**Task brief**
Say how many lines of the listing below include the word "same", with no other output.

**Extracted information**

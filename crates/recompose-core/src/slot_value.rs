use std::any::Any;
use std::fmt;
use std::rc::Rc;

use crate::remember::RememberedHandle;
use crate::ScopeId;

/// A value stored in one slot of the table.
///
/// Equality is structural for plain data, identity for remembered objects,
/// and delegated to the host type for [`HostValue`]s. Floats compare by bit
/// pattern so a NaN input is stable across passes.
#[derive(Clone, Debug, Default)]
pub enum SlotValue {
    #[default]
    Empty,
    Bool(bool),
    Int(i64),
    Float(f64),
    Text(Rc<str>),
    Remembered(RememberedHandle),
    Scope(ScopeId),
    Opaque(HostValue),
}

impl SlotValue {
    pub fn opaque<T: PartialEq + fmt::Debug + 'static>(value: T) -> Self {
        SlotValue::Opaque(HostValue::new(value))
    }

    pub fn is_empty(&self) -> bool {
        matches!(self, SlotValue::Empty)
    }

    pub fn as_bool(&self) -> Option<bool> {
        match self {
            SlotValue::Bool(value) => Some(*value),
            _ => None,
        }
    }

    pub fn as_int(&self) -> Option<i64> {
        match self {
            SlotValue::Int(value) => Some(*value),
            _ => None,
        }
    }

    pub fn as_float(&self) -> Option<f64> {
        match self {
            SlotValue::Float(value) => Some(*value),
            _ => None,
        }
    }

    pub fn as_text(&self) -> Option<&str> {
        match self {
            SlotValue::Text(value) => Some(value),
            _ => None,
        }
    }

    pub fn downcast_opaque<T: 'static>(&self) -> Option<&T> {
        match self {
            SlotValue::Opaque(value) => value.downcast_ref(),
            _ => None,
        }
    }
}

impl PartialEq for SlotValue {
    fn eq(&self, other: &Self) -> bool {
        match (self, other) {
            (SlotValue::Empty, SlotValue::Empty) => true,
            (SlotValue::Bool(a), SlotValue::Bool(b)) => a == b,
            (SlotValue::Int(a), SlotValue::Int(b)) => a == b,
            (SlotValue::Float(a), SlotValue::Float(b)) => a.to_bits() == b.to_bits(),
            (SlotValue::Text(a), SlotValue::Text(b)) => a == b,
            (SlotValue::Remembered(a), SlotValue::Remembered(b)) => a.ptr_eq(b),
            (SlotValue::Scope(a), SlotValue::Scope(b)) => a == b,
            (SlotValue::Opaque(a), SlotValue::Opaque(b)) => a.dyn_eq(b),
            _ => false,
        }
    }
}

macro_rules! int_slot_value {
    ($($ty:ty),*) => {
        $(
            impl From<$ty> for SlotValue {
                fn from(value: $ty) -> Self {
                    SlotValue::Int(value as i64)
                }
            }
        )*
    };
}

// `as` is a bijection for u64 and usize into i64, so equality is preserved.
int_slot_value!(i8, i16, i32, i64, isize, u8, u16, u32, u64, usize);

impl From<bool> for SlotValue {
    fn from(value: bool) -> Self {
        SlotValue::Bool(value)
    }
}

impl From<f32> for SlotValue {
    fn from(value: f32) -> Self {
        SlotValue::Float(value as f64)
    }
}

impl From<f64> for SlotValue {
    fn from(value: f64) -> Self {
        SlotValue::Float(value)
    }
}

impl From<&str> for SlotValue {
    fn from(value: &str) -> Self {
        SlotValue::Text(Rc::from(value))
    }
}

impl From<String> for SlotValue {
    fn from(value: String) -> Self {
        SlotValue::Text(Rc::from(value))
    }
}

impl From<Rc<str>> for SlotValue {
    fn from(value: Rc<str>) -> Self {
        SlotValue::Text(value)
    }
}

impl From<()> for SlotValue {
    fn from(_: ()) -> Self {
        SlotValue::Empty
    }
}

impl From<HostValue> for SlotValue {
    fn from(value: HostValue) -> Self {
        SlotValue::Opaque(value)
    }
}

trait DynValue: fmt::Debug {
    fn as_any(&self) -> &dyn Any;
    fn dyn_eq(&self, other: &dyn DynValue) -> bool;
}

impl<T: PartialEq + fmt::Debug + 'static> DynValue for T {
    fn as_any(&self) -> &dyn Any {
        self
    }

    fn dyn_eq(&self, other: &dyn DynValue) -> bool {
        other
            .as_any()
            .downcast_ref::<T>()
            .is_some_and(|other| self == other)
    }
}

/// Host-defined input value compared with the host type's own `PartialEq`.
#[derive(Clone)]
pub struct HostValue(Rc<dyn DynValue>);

impl HostValue {
    pub fn new<T: PartialEq + fmt::Debug + 'static>(value: T) -> Self {
        HostValue(Rc::new(value))
    }

    pub fn downcast_ref<T: 'static>(&self) -> Option<&T> {
        self.0.as_any().downcast_ref()
    }

    fn dyn_eq(&self, other: &HostValue) -> bool {
        self.0.dyn_eq(&*other.0)
    }
}

impl fmt::Debug for HostValue {
    fn fmt(&self, f: &mut fmt::Formatter<'_>) -> fmt::Result {
        fmt::Debug::fmt(&*self.0, f)
    }
}
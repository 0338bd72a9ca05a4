use super::*;

#[test]
fn rejects_duplicates_and_unknown_parents() {
    let mut applier = RecordingApplier::new();
    applier.insert_node(None, 1).expect("insert root");
    assert_eq!(
        applier.insert_node(None, 1),
        Err(NodeError::Duplicate { id: 1 })
    );
    assert_eq!(
        applier.insert_node(Some(9), 2),
        Err(NodeError::Missing { id: 9 })
    );
    assert_eq!(applier.remove_node(9), Err(NodeError::Missing { id: 9 }));
    assert_eq!(applier.len(), 1);
}

#[test]
fn removing_a_node_drops_its_subtree() {
    let mut applier = RecordingApplier::new();
    applier.insert_node(None, 1).expect("insert");
    applier.insert_node(Some(1), 2).expect("insert");
    applier.insert_node(Some(2), 3).expect("insert");
    applier.insert_node(None, 4).expect("insert");
    assert_eq!(applier.dump_tree(), "#1\n  #2\n    #3\n#4\n");

    applier.remove_node(2).expect("remove");
    assert!(!applier.contains(3));
    assert_eq!(applier.children_of(Some(1)), Vec::<NodeId>::new());
    assert_eq!(applier.children_of(None), vec![1, 4]);
}

#[test]
fn set_children_reparents_and_reorders() {
    let mut applier = RecordingApplier::new();
    for node in 1..=3 {
        applier.insert_node(None, node).expect("insert");
    }
    applier.set_children(None, &[3, 1]).expect("reorder");
    applier.set_children(Some(3), &[2]).expect("reparent");
    assert_eq!(applier.children_of(None), vec![3, 1]);
    assert_eq!(applier.parent_of(2), Some(3));
    assert_eq!(
        applier.set_children(None, &[7]),
        Err(NodeError::Missing { id: 7 })
    );
    assert_eq!(applier.events().len(), 5);
}
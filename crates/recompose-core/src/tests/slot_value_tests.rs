use crate::remember::{Owned, RememberedHandle};
use crate::{Recomposer, SlotValue};

#[test]
fn nan_input_is_stable_across_calls() {
    let recomposer = Recomposer::new();
    let results = recomposer
        .compose(|composer| {
            composer.with_group(1, |composer| {
                let first = composer.changed(f64::NAN);
                let second = composer.changed(f64::NAN);
                composer.next_slot();
                (first, second)
            })
        })
        .expect("compose");
    assert_eq!(results, (true, false));
}

#[test]
fn floats_compare_by_bit_pattern() {
    assert_eq!(SlotValue::from(f64::NAN), SlotValue::from(f64::NAN));
    assert_ne!(SlotValue::from(0.0_f64), SlotValue::from(-0.0_f64));
    assert_eq!(SlotValue::from(1.5_f32), SlotValue::from(1.5_f64));
}

#[test]
fn opaque_values_use_the_payload_equality() {
    let value = SlotValue::opaque(vec![1, 2]);
    assert_eq!(value, SlotValue::opaque(vec![1, 2]));
    assert_ne!(value, SlotValue::opaque(vec![1, 3]));
    assert_ne!(value, SlotValue::opaque([1, 2]));
    assert_ne!(value, SlotValue::Int(1));
    assert_eq!(value.downcast_opaque::<Vec<i32>>(), Some(&vec![1, 2]));
}

#[test]
fn remembered_values_compare_by_identity() {
    let owned = Owned::new(vec![1]);
    let same = SlotValue::Remembered(RememberedHandle::new(owned.clone()));
    let rewrapped = SlotValue::Remembered(RememberedHandle::new(owned));
    let lookalike = SlotValue::Remembered(RememberedHandle::new(Owned::new(vec![1])));
    assert_eq!(same, rewrapped);
    assert_ne!(same, lookalike);
}

#[test]
fn variants_never_compare_across_kinds() {
    assert_ne!(SlotValue::Int(1), SlotValue::Float(1.0));
    assert_ne!(SlotValue::Bool(false), SlotValue::Empty);
    assert_ne!(SlotValue::from("1"), SlotValue::Int(1));
    assert_eq!(SlotValue::from(()), SlotValue::from(()));
}
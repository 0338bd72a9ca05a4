use super::*;
use crate::applier::ApplierEvent;
use recompose_core::MutableState;
use std::cell::Cell;

fn leaf(composer: &Composer) {
    composer.start_node();
    composer.end_node();
}

#[test]
fn first_pass_inserts_nodes_in_emission_order() {
    run_test_composition(|rule| {
        rule.set_content(|composer| {
            composer.start_node();
            leaf(composer);
            leaf(composer);
            composer.end_node();
            leaf(composer);
        })
        .expect("install content");

        let applier = rule.applier_mut();
        assert_eq!(applier.children_of(None), vec![1, 4]);
        assert_eq!(applier.children_of(Some(1)), vec![2, 3]);
        assert_eq!(
            applier.events()[1],
            ApplierEvent::Insert {
                parent: Some(1),
                node: 2
            }
        );
        assert_eq!(applier.events().len(), 4);
    });
}

#[test]
fn hidden_branch_removes_its_node() {
    run_test_composition(|rule| {
        let show = MutableState::new(true);
        let visible = show.clone();
        rule.set_content(move |composer| {
            composer.start_node();
            if visible.read(composer) {
                composer.with_group(1, leaf);
            }
            composer.end_node();
        })
        .expect("install content");
        assert_eq!(rule.applier_mut().children_of(Some(1)), vec![2]);
        rule.applier_mut().take_events();

        show.set(false);
        assert_eq!(rule.frame_requests(), 1);
        rule.pump_until_idle().expect("recompose");

        assert_eq!(
            rule.applier_mut().take_events(),
            vec![
                ApplierEvent::Remove { node: 2 },
                ApplierEvent::SetChildren {
                    parent: Some(1),
                    children: Vec::new()
                },
            ]
        );
        assert!(!rule.applier_mut().contains(2));
    });
}

#[test]
fn keyed_reorder_moves_nodes_without_recreating_them() {
    run_test_composition(|rule| {
        let items = MutableState::new(vec![10_u64, 20, 30]);
        let reader = items.clone();
        rule.set_content(move |composer| {
            for item in reader.read(composer) {
                composer.with_key(&item, leaf);
            }
        })
        .expect("install content");
        rule.applier_mut().take_events();

        items.set(vec![30, 10, 20]);
        rule.pump_until_idle().expect("recompose");

        assert_eq!(
            rule.applier_mut().take_events(),
            vec![ApplierEvent::SetChildren {
                parent: None,
                children: vec![3, 1, 2]
            }]
        );
        assert_eq!(rule.pending(), 0);
    });
}

#[test]
fn appended_item_is_inserted_then_ordered() {
    run_test_composition(|rule| {
        let items = MutableState::new(vec![1_u64, 2]);
        let reader = items.clone();
        rule.set_content(move |composer| {
            for item in reader.read(composer) {
                composer.with_key(&item, leaf);
            }
        })
        .expect("install content");
        rule.applier_mut().take_events();

        items.set(vec![0, 1, 2]);
        rule.pump_until_idle().expect("recompose");

        let applier = rule.applier_mut();
        assert_eq!(applier.children_of(None), vec![3, 1, 2]);
        assert_eq!(
            applier.events()[0],
            ApplierEvent::Insert {
                parent: None,
                node: 3
            }
        );
    });
}

#[test]
fn recomposing_a_nested_scope_keeps_its_parent_node() {
    run_test_composition(|rule| {
        let count = MutableState::new(1_usize);
        let reader = count.clone();
        let outer_runs = Rc::new(Cell::new(0));
        let runs = Rc::clone(&outer_runs);
        rule.set_content(move |composer| {
            runs.set(runs.get() + 1);
            composer.start_node();
            let reader = reader.clone();
            composer.restart_group(5, move |composer| {
                for index in 0..reader.read(composer) {
                    composer.with_key(&index, leaf);
                }
            });
            composer.end_node();
        })
        .expect("install content");
        rule.applier_mut().take_events();

        count.set(2);
        rule.pump_until_idle().expect("recompose");

        assert_eq!(outer_runs.get(), 1);
        let applier = rule.applier_mut();
        assert_eq!(applier.children_of(Some(1)), vec![2, 3]);
        assert_eq!(applier.parent_of(3), Some(1));
    });
}

#[test]
fn replacing_content_disposes_the_old_tree() {
    run_test_composition(|rule| {
        rule.set_content(|composer| composer.with_group(1, leaf))
            .expect("first content");
        rule.set_content(|composer| composer.with_group(2, leaf))
            .expect("second content");

        let applier = rule.applier_mut();
        assert_eq!(applier.children_of(None), vec![2]);
        assert!(!applier.contains(1));
    });
}
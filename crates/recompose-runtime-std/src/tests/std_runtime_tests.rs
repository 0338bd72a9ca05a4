use super::StdRuntime;
use recompose_core::MutableState;
use std::cell::Cell;
use std::rc::Rc;
use std::sync::atomic::{AtomicUsize, Ordering};
use std::sync::{mpsc, Arc};
use std::thread;

#[test]
fn std_runtime_requests_frame_and_recomposes_on_state_change() {
    let runtime = StdRuntime::new();
    let recomposer = runtime.recomposer();
    let state = MutableState::new(0);
    let recompositions = Rc::new(Cell::new(0u32));

    {
        let state = state.clone();
        let recompositions = Rc::clone(&recompositions);
        recomposer
            .compose(move |composer| {
                recompositions.set(recompositions.get() + 1);
                state.read(composer);
            })
            .expect("initial compose");
    }
    assert_eq!(recompositions.get(), 1);
    assert!(!runtime.take_frame_request());

    state.set(1);
    assert!(
        runtime.take_frame_request(),
        "state.set should request a frame"
    );
    assert!(runtime.handle().has_pending());

    assert_eq!(runtime.run_frame(), Ok(1));
    assert_eq!(
        recompositions.get(),
        2,
        "state change should trigger recomposition"
    );
    assert_eq!(runtime.run_frame(), Ok(0));
}

#[test]
fn frame_waker_fires_for_writes_from_other_threads() {
    let runtime = StdRuntime::new();
    let (tx, rx) = mpsc::channel();
    runtime.set_frame_waker(move || {
        let _ = tx.send(());
    });

    let state = MutableState::new(String::new());
    let reader = state.clone();
    runtime
        .recomposer()
        .compose(move |composer| {
            reader.read(composer);
        })
        .expect("initial compose");

    let writer = state.clone();
    thread::spawn(move || {
        writer.set(String::from("from worker"));
    })
    .join()
    .expect("writer thread");

    rx.try_recv().expect("waker called");
    assert_eq!(runtime.run_frame(), Ok(1));
}

#[test]
fn cleared_waker_is_not_called() {
    let runtime = StdRuntime::new();
    let calls = Arc::new(AtomicUsize::new(0));
    let counter = Arc::clone(&calls);
    runtime.set_frame_waker(move || {
        counter.fetch_add(1, Ordering::SeqCst);
    });
    runtime.handle().waker().wake_by_ref();
    runtime.clear_frame_waker();
    runtime.handle().waker().wake_by_ref();

    assert_eq!(calls.load(Ordering::SeqCst), 1);
    assert!(runtime.take_frame_request());
    assert!(!runtime.take_frame_request());
}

**Response to this exercise**
3